Sample characteristics were summarised with descriptive statistics. We report the percentages of participants (with binomial 95% CIs) who had (1) previously encountered and (2) endorsed each possible number of terms (from 0 to 7 in both cases), and the percentages of participants who had previously encountered and endorsed each specific term.
Responses to (1) and (2) were also recoded into ‘previously seen or heard one or more terms’ (familiarity) and ‘endorsed one or more terms as making sense to them’ (endorsement) for further evaluation, for example, ‘was familiar with at least one term’ versus ‘was not familiar’ (including responses of ‘not sure’). Two exploratory logistic regression models tested the null hypothesis that predictor variables were unrelated to either of these outcomes. In both models, predictor variables consisted of demographic characteristics, familiarity with screening information, the overdiagnosis information condition (breast vs prostate) and perceived clarity. In addition, each model included the outcome from the other as a predictor (eg, the endorsement model included familiarity as a potential predictor variable). Variance inflation factors were small (all <2.969 and <2.972, respectively), indicating that (multi)collinearity was limited, and a Box-Tidwell procedure found little evidence to suggest that the age variable violated the assumption of linearity (p values: 0.110 and 0.508). Adjusted ORs, accompanying 95% CIs and p values for having previously seen or heard one or more terms before and endorsing one or more term as making sense are reported alongside descriptive statistics.
Results
Participant characteristics
After excluding 223 participants with missing data, 1888 cases were analysed.
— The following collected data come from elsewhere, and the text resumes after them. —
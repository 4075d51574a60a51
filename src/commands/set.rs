//! Set commands.
//!
//! The `*STORE` variants write their destination and only read their
//! sources, so a transaction locks the sources shared.

use super::{log_command, CommandError, CommandResult};
use crate::db::registry::{
    read_all_keys, read_first_key, rollback_first_key, write_first_key, write_first_read_rest,
    CommandTable,
};
use crate::db::marshal::expire_at_cmd;
use crate::db::Db;
use crate::protocol::{CmdLine, Reply};
use crate::storage::DataValue;
use bytes::Bytes;
use std::collections::HashSet;

pub fn register(table: &mut CommandTable) {
    table.register("SADD", sadd, Some(write_first_key), Some(undo_sadd), -3);
    table.register("SREM", srem, Some(write_first_key), Some(undo_srem), -3);
    table.register("SISMEMBER", sismember, Some(read_first_key), None, 3);
    table.register("SCARD", scard, Some(read_first_key), None, 2);
    table.register("SMEMBERS", smembers, Some(read_first_key), None, 2);
    table.register("SINTER", sinter, Some(read_all_keys), None, -2);
    table.register("SUNION", sunion, Some(read_all_keys), None, -2);
    table.register("SDIFF", sdiff, Some(read_all_keys), None, -2);
    table.register(
        "SINTERSTORE",
        sinterstore,
        Some(write_first_read_rest),
        Some(rollback_first_key),
        -3,
    );
    table.register(
        "SUNIONSTORE",
        sunionstore,
        Some(write_first_read_rest),
        Some(rollback_first_key),
        -3,
    );
    table.register(
        "SDIFFSTORE",
        sdiffstore,
        Some(write_first_read_rest),
        Some(rollback_first_key),
        -3,
    );
}

type Members = HashSet<Bytes>;

fn set_ref<R>(db: &Db, key: &[u8], f: impl FnOnce(&Members) -> R) -> Result<Option<R>, CommandError> {
    db.with_entity(key, |value| match value {
        DataValue::Set(members) => Ok(f(members)),
        _ => Err(CommandError::WrongType),
    })
    .transpose()
}

fn set_mut<R>(db: &Db, key: &[u8], f: impl FnOnce(&mut Members) -> R) -> Result<Option<R>, CommandError> {
    let out = db
        .with_entity_mut(key, |value| match value {
            DataValue::Set(members) => {
                let out = f(members);
                Ok((out, members.is_empty()))
            }
            _ => Err(CommandError::WrongType),
        })
        .transpose()?;

    Ok(out.map(|(out, empty)| {
        if empty {
            db.remove(key);
        }
        out
    }))
}

/// SADD key member [member ...]
fn sadd(db: &Db, args: &[Bytes]) -> CommandResult {
    let key = &args[0];
    let members = &args[1..];

    let added = match set_mut(db, key, |set| {
        members.iter().filter(|m| set.insert((*m).clone())).count()
    })? {
        Some(added) => added,
        None => {
            let set: Members = members.iter().cloned().collect();
            let added = set.len();
            db.put_entity(key.clone(), DataValue::Set(set));
            added
        }
    };

    if added > 0 {
        log_command(db, "SADD", args);
    }
    Ok(Reply::integer(added as i64))
}

/// SREM key member [member ...]
fn srem(db: &Db, args: &[Bytes]) -> CommandResult {
    let removed = set_mut(db, &args[0], |set| {
        args[1..].iter().filter(|m| set.remove(*m)).count()
    })?
    .unwrap_or(0);

    if removed > 0 {
        log_command(db, "SREM", args);
    }
    Ok(Reply::integer(removed as i64))
}

fn sismember(db: &Db, args: &[Bytes]) -> CommandResult {
    let found = set_ref(db, &args[0], |set| set.contains(&args[1]))?.unwrap_or(false);
    Ok(Reply::integer(found as i64))
}

fn scard(db: &Db, args: &[Bytes]) -> CommandResult {
    let len = set_ref(db, &args[0], |set| set.len())?.unwrap_or(0);
    Ok(Reply::integer(len as i64))
}

fn smembers(db: &Db, args: &[Bytes]) -> CommandResult {
    let members = set_ref(db, &args[0], |set| set.iter().cloned().collect::<Vec<_>>())?
        .unwrap_or_default();
    Ok(Reply::bulks(members))
}

// ============================================================================
// Set algebra
// ============================================================================

#[derive(Debug, Clone, Copy)]
enum SetOp {
    Inter,
    Union,
    Diff,
}

/// Combines the sets at `keys` left to right. Missing keys read as empty
/// sets; any key holding another type fails the whole command.
fn calculate(db: &Db, keys: &[Bytes], op: SetOp) -> Result<Members, CommandError> {
    let sets = keys
        .iter()
        .map(|key| set_ref(db, key, |set| set.clone()))
        .collect::<Result<Vec<_>, _>>()?;

    let mut sets = sets.into_iter();
    let mut result = sets.next().flatten().unwrap_or_default();
    for set in sets {
        match (op, set) {
            (SetOp::Inter, Some(set)) => result.retain(|m| set.contains(m)),
            (SetOp::Inter, None) => result.clear(),
            (SetOp::Union, set) => result.extend(set.into_iter().flatten()),
            (SetOp::Diff, Some(set)) => result.retain(|m| !set.contains(m)),
            (SetOp::Diff, None) => {}
        }
    }
    Ok(result)
}

/// Replaces `dest` with the result. An empty result deletes it.
fn store(db: &Db, args: &[Bytes], op: SetOp, name: &'static str) -> CommandResult {
    let dest = &args[0];
    let result = calculate(db, &args[1..], op)?;
    let len = result.len();

    db.remove(dest);
    if len > 0 {
        db.put_entity(dest.clone(), DataValue::Set(result));
    }
    log_command(db, name, args);
    Ok(Reply::integer(len as i64))
}

fn sinter(db: &Db, args: &[Bytes]) -> CommandResult {
    Ok(Reply::bulks(calculate(db, args, SetOp::Inter)?))
}

fn sunion(db: &Db, args: &[Bytes]) -> CommandResult {
    Ok(Reply::bulks(calculate(db, args, SetOp::Union)?))
}

fn sdiff(db: &Db, args: &[Bytes]) -> CommandResult {
    Ok(Reply::bulks(calculate(db, args, SetOp::Diff)?))
}

fn sinterstore(db: &Db, args: &[Bytes]) -> CommandResult {
    store(db, args, SetOp::Inter, "SINTERSTORE")
}

fn sunionstore(db: &Db, args: &[Bytes]) -> CommandResult {
    store(db, args, SetOp::Union, "SUNIONSTORE")
}

fn sdiffstore(db: &Db, args: &[Bytes]) -> CommandResult {
    store(db, args, SetOp::Diff, "SDIFFSTORE")
}

// ============================================================================
// Undo
// ============================================================================

/// Members of `candidates` whose presence in the set equals `present`.
/// `None` when the key is missing, `Err` when it is not a set.
fn partition(db: &Db, key: &[u8], candidates: &[Bytes], present: bool) -> Result<Option<Vec<Bytes>>, CommandError> {
    set_ref(db, key, |set| {
        let mut seen = HashSet::new();
        candidates
            .iter()
            .filter(|m| set.contains(*m) == present && seen.insert((*m).clone()))
            .cloned()
            .collect()
    })
}

fn member_line(name: &'static [u8], key: &Bytes, members: Vec<Bytes>) -> Vec<CmdLine> {
    if members.is_empty() {
        return Vec::new();
    }
    let mut line = Vec::with_capacity(members.len() + 2);
    line.push(Bytes::from_static(name));
    line.push(key.clone());
    line.extend(members);
    vec![line]
}

/// Removes exactly the members `SADD` will add.
fn undo_sadd(db: &Db, args: &[Bytes]) -> Vec<CmdLine> {
    let key = &args[0];
    match partition(db, key, &args[1..], false) {
        Ok(Some(added)) => member_line(b"SREM", key, added),
        Ok(None) => vec![vec![Bytes::from_static(b"DEL"), key.clone()]],
        Err(_) => rollback_first_key(db, args),
    }
}

/// Puts back exactly the members `SREM` will remove.
fn undo_srem(db: &Db, args: &[Bytes]) -> Vec<CmdLine> {
    let key = &args[0];
    match partition(db, key, &args[1..], true) {
        Ok(Some(removed)) => {
            let mut lines = member_line(b"SADD", key, removed);
            // Removing the last member drops the key and its TTL with it.
            if let (false, Some(at)) = (lines.is_empty(), db.ttl_at(key)) {
                lines.push(expire_at_cmd(key, at));
            }
            lines
        }
        Ok(None) => Vec::new(),
        Err(_) => rollback_first_key(db, args),
    }
}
Sample characteristics are presented in table 1. Mean age was 43.6 years (SD: 15.7).
Table 1.
Characteristic | Total n=1888 | |
n | (%) | |
Overdiagnosis information | ||
Breast screening text | 987 | (52.3) |
Prostate screening text | 901 | (47.7) |
Gender | ||
Male | 879 | (46.6) |
Female | 1009 | (53.4) |
Ethnicity | ||
White British | 1432 | (75.8) |
Other ethnic groups | 456 | (24.2) |
Marital status | ||
Married or living as a couple | 1133 | (60.0) |
Single, widowed, divorced or separated | 755 | (40.0) |
Highest level of education* | ||
No formal qualifications | 281 | (14.9) |
Approximately level 1, 2 or 3 | 890 | (47.1) |
Approximately level 4 | 507 | (26.9) |
Other | 199 | (10.5) |
Don’t know/not sure | 11 | (0.6) |
Social class grade† | ||
Grade A or B | 386 | (20.4) |
Grade C1 or C2 | 931 | (49.3) |
Grade D or E | 571 | (30.2) |
Personal diagnosis of cancer | ||
Yes | 98 | (5.2) |
No | 1790 | (94.8) |
Knows someone with cancer | ||
Yes | 1113 | (59.0) |
No | 771 | (40.8) |
Don’t know/not sure | 4 | (0.2) |
Any previous cervical screening experience | ||
Yes | 652 | (34.5) |
No | 226 | (12.0) |
Not eligible | 1010 | (53.5) |
Any previous breast screening experience | ||
Yes | 317 | (16.8) |
No | 83 | (4.4) |
Not eligible | 1488 | (78.8) |
Any previous bowel screening experience | ||
Yes | 293 | (15.5) |
No | 181 | (9.6) |
Not eligible | 1414 | (74.9) |
Any previous prostate screening experience | ||
Yes | 77 | (4.1) |
No | 344 | (18.2) |
Not eligible | 1467 | (77.7) |
Previously read a screening leaflet | ||
Yes | 1058 | (56.0) |
No | 809 | (42.8) |
Don’t know/not sure | 21 | (1.1) |
Previously read an NHS screening website | ||
Yes | 324 | (17.2) |
No | 1549 | (82.0) |
Don’t know/not sure | 15 | (0.8) |
Discussed screening with doctor/nurse | ||
Yes | 624 | (33.1) |
No | 1251 | (66.3) |
Don’t know/not sure | 13 | (0.7) |
Previously read or heard similar information | ||
Yes | 662 | (35.1) |
No | 1185 | (62.8) |
Don’t know/not sure | 41 | (2.2) |
Perceived clarity of information | ||
Extremely clear | 170 | (9.0) |
Very clear | 636 | (33.7) |
Moderately clear | 685 | (36.3) |
Slightly clear | 206 | (10.9) |
Not at all clear | 191 | (10.1) |
*Level 1–3 qualifications include, for example, GCSEs and A Levels; level 4 qualifications include degrees and higher degrees.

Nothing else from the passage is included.